The Waikiki Room opened in February 1953 inside the Hotel Nicollet at 235 Hennepin Avenue South in downtown Minneapolis — a hotel that had stood on that block since 1924, descended in spirit from a smaller Nicollet House built on the same corner in 1858.
It was the only serious Beachcomber-lineage Polynesian room in the upper Midwest, and the Nicollet committed to it: a Hawaiian architect, a Hawaiian chef, seven thousand lengths of bamboo, giant clamshells, Formosan bamboo, Philippine coral, Tahitian flowers, Samoan decorations. The chairs came from Hong Kong, the tables from Hawaii.
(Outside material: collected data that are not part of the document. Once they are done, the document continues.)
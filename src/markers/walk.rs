//! Managed-file enumeration and in-place rewriting.

use std::io::ErrorKind;
use std::path::{Path, PathBuf};

use tracing::{debug, info};
use walkdir::WalkDir;

use crate::config::ResolvedSettings;
use crate::error::ApplyError;

use super::rewrite_text;

/// Raster-image extensions that are never read.
pub const SKIPPED_EXTENSIONS: &[&str] = &["png", "jpg", "jpeg", "gif"];

/// What happened to one file during the marker pass.
#[derive(Debug, Clone, Copy, PartialEq, Eq)]
pub enum FileOutcome {
    /// Contents changed and were written back.
    Rewritten,
    /// Markers present but every bound literal already held its value.
    Unchanged,
    /// No marker sigil anywhere in the file.
    NoMarkers,
    /// Not valid UTF-8; skipped.
    NotText,
}

/// Rewrite marker-bound literals in every managed file under `root`.
///
/// Returns the paths (relative to `root`) that were rewritten, in walk order.
/// I/O failures abort the pass; files already rewritten stay rewritten.
pub fn apply_markers(root: &Path, settings: &ResolvedSettings) -> Result<Vec<PathBuf>, ApplyError> {
    let mut updated = Vec::new();
    for entry in WalkDir::new(root).sort_by_file_name() {
        let entry = entry?;
        if !is_managed_file(&entry) || has_skipped_extension(entry.path()) {
            continue;
        }
        if rewrite_file(entry.path(), settings)? == FileOutcome::Rewritten {
            updated.push(relative_to(root, entry.path()));
        }
    }
    Ok(updated)
}

/// Run the marker scan over one file, writing it back only when it changed.
pub fn rewrite_file(path: &Path, settings: &ResolvedSettings) -> Result<FileOutcome, ApplyError> {
    let bytes = std::fs::read(path).map_err(|e| ApplyError::io(path, e))?;
    let Ok(text) = String::from_utf8(bytes) else {
        debug!(path = %path.display(), "skipping non-UTF-8 file");
        return Ok(FileOutcome::NotText);
    };
    if !text.contains(super::MARKER_SIGIL) {
        return Ok(FileOutcome::NoMarkers);
    }
    let Some(updated) = rewrite_text(&text, &settings.palette) else {
        debug!(path = %path.display(), "markers already up to date");
        return Ok(FileOutcome::Unchanged);
    };
    std::fs::write(path, updated).map_err(|e| ApplyError::io(path, e))?;
    info!(path = %path.display(), "rewrote accent markers");
    Ok(FileOutcome::Rewritten)
}

/// Regular files, plus symlinks whose target is a file. Directory links are
/// not descended into.
fn is_managed_file(entry: &walkdir::DirEntry) -> bool {
    entry.file_type().is_file() || (entry.path_is_symlink() && entry.path().is_file())
}

fn has_skipped_extension(path: &Path) -> bool {
    path.extension()
        .and_then(|ext| ext.to_str())
        .is_some_and(|ext| {
            SKIPPED_EXTENSIONS
                .iter()
                .any(|skipped| ext.eq_ignore_ascii_case(skipped))
        })
}

pub(crate) fn relative_to(root: &Path, path: &Path) -> PathBuf {
    path.strip_prefix(root).unwrap_or(path).to_path_buf()
}

/// Read `path` as text, treating a missing file as `None`.
pub(crate) fn read_optional(path: &Path) -> Result<Option<String>, ApplyError> {
    match std::fs::read_to_string(path) {
        Ok(text) => Ok(Some(text)),
        Err(e) if e.kind() == ErrorKind::NotFound => Ok(None),
        Err(e) => Err(ApplyError::io(path, e)),
    }
}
The menu ran from Mandarin Duck to ribs to cocktails called the Waikiki Downfall, the Hilo Diver, and the Zombie. A postcard from 1954 promised it would be “as Hawaiian as the glowing splendor of Diamond Head.”
In February 1976 the entire Waikiki Room — bamboo, clamshells, velvet paintings — was dismantled and moved across town to the Hotel Leamington at 1014 Third Avenue South. The Nicollet was demolished a few years later. The Leamington closed in 1986 and came down between 1990 and 1992.
Both hotels are gone. Two demolitions, one room. There is now a surface parking lot where the Nicollet stood, and the Minneapolis Convention Center where the Leamington stood.
The upper Midwest never built another serious Polynesian room after the Waikiki Room came down.